*SUPPLIED MATERIAL*

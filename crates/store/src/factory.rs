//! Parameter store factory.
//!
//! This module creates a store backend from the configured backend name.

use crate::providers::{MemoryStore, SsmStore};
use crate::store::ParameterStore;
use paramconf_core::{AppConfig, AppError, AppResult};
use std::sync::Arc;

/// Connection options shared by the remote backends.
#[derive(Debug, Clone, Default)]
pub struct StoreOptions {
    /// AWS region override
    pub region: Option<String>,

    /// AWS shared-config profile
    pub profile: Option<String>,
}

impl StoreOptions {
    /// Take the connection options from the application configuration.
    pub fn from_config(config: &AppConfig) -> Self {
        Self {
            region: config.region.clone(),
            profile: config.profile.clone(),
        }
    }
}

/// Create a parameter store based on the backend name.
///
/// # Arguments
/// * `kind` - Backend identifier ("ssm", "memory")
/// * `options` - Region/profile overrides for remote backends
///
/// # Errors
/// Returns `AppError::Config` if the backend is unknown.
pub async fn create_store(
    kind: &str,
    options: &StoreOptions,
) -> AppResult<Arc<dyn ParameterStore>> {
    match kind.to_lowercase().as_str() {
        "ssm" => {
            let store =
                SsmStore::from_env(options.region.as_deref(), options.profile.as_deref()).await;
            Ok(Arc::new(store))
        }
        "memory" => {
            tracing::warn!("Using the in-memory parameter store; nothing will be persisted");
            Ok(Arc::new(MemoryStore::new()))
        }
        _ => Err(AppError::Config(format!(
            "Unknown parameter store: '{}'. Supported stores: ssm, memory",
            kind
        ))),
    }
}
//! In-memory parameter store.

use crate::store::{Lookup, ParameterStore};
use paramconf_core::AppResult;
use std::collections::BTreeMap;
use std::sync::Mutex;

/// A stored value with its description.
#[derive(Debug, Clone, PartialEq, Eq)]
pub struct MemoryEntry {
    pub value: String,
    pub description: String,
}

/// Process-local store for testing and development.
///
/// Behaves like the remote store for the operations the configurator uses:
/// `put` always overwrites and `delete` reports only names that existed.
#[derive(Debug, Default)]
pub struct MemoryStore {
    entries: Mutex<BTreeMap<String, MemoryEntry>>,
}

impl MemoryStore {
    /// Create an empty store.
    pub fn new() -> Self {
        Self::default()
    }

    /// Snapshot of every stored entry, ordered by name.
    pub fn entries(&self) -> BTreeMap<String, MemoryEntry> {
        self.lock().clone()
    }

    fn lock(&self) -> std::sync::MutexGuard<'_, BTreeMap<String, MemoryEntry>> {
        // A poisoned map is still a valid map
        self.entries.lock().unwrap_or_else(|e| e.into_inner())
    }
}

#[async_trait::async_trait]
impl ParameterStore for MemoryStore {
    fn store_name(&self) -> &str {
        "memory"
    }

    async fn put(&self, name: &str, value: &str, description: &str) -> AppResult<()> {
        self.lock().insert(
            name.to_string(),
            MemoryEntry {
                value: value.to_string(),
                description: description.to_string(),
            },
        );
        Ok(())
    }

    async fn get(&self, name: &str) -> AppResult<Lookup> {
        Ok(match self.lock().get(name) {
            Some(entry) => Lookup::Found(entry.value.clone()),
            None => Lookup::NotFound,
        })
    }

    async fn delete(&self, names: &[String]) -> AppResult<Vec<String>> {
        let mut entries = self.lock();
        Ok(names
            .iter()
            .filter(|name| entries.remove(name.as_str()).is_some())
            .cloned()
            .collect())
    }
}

==

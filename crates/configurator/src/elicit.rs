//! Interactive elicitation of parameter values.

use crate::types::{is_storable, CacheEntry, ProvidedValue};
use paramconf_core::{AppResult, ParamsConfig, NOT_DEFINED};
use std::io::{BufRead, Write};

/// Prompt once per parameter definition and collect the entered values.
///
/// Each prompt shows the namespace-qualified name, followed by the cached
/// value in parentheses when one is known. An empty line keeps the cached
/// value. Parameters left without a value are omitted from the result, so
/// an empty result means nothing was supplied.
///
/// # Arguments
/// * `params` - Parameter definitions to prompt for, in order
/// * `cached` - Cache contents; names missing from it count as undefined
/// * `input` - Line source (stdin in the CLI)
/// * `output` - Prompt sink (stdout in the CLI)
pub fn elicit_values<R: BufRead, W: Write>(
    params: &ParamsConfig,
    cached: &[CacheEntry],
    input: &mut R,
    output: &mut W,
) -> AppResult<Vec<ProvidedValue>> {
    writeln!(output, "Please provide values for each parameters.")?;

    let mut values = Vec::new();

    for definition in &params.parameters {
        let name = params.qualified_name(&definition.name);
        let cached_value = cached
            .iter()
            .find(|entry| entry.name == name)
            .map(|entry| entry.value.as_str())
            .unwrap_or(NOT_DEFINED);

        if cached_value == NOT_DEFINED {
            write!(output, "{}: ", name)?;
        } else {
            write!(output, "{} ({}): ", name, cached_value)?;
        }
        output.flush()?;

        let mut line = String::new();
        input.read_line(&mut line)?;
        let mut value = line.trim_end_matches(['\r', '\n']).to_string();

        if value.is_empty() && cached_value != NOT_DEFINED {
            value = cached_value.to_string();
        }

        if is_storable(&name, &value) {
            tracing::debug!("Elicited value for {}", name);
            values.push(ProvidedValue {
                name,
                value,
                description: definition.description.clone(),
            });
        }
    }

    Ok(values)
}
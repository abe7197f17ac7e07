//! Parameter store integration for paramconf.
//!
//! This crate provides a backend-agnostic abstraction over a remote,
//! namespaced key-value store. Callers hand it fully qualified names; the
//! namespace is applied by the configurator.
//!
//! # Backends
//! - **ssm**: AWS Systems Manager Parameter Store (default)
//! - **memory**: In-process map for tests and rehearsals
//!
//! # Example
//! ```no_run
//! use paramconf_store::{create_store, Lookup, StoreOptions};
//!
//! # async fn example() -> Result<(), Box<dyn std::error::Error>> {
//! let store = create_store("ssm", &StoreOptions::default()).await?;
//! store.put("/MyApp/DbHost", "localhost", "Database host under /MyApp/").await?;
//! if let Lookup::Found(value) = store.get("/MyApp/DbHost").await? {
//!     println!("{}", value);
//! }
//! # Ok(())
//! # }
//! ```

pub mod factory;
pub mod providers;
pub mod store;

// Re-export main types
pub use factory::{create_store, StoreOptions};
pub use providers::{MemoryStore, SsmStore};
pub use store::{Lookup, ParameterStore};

*WHAT YOU WILL DO*
Above are the lines; repeat exactly the ones from the line containing "self.lock().clone()" down to the line containing "async fn put(&self, name: &str, value: &str, description: &str)", both inclusive.

*TASK RESPONSE*
        self.lock().clone()
    }

    fn lock(&self) -> std::sync::MutexGuard<'_, BTreeMap<String, MemoryEntry>> {
        // A poisoned map is still a valid map
        self.entries.lock().unwrap_or_else(|e| e.into_inner())
    }
}

#[async_trait::async_trait]
impl ParameterStore for MemoryStore {
    fn store_name(&self) -> &str {
        "memory"
    }

    async fn put(&self, name: &str, value: &str, description: &str) -> AppResult<()> {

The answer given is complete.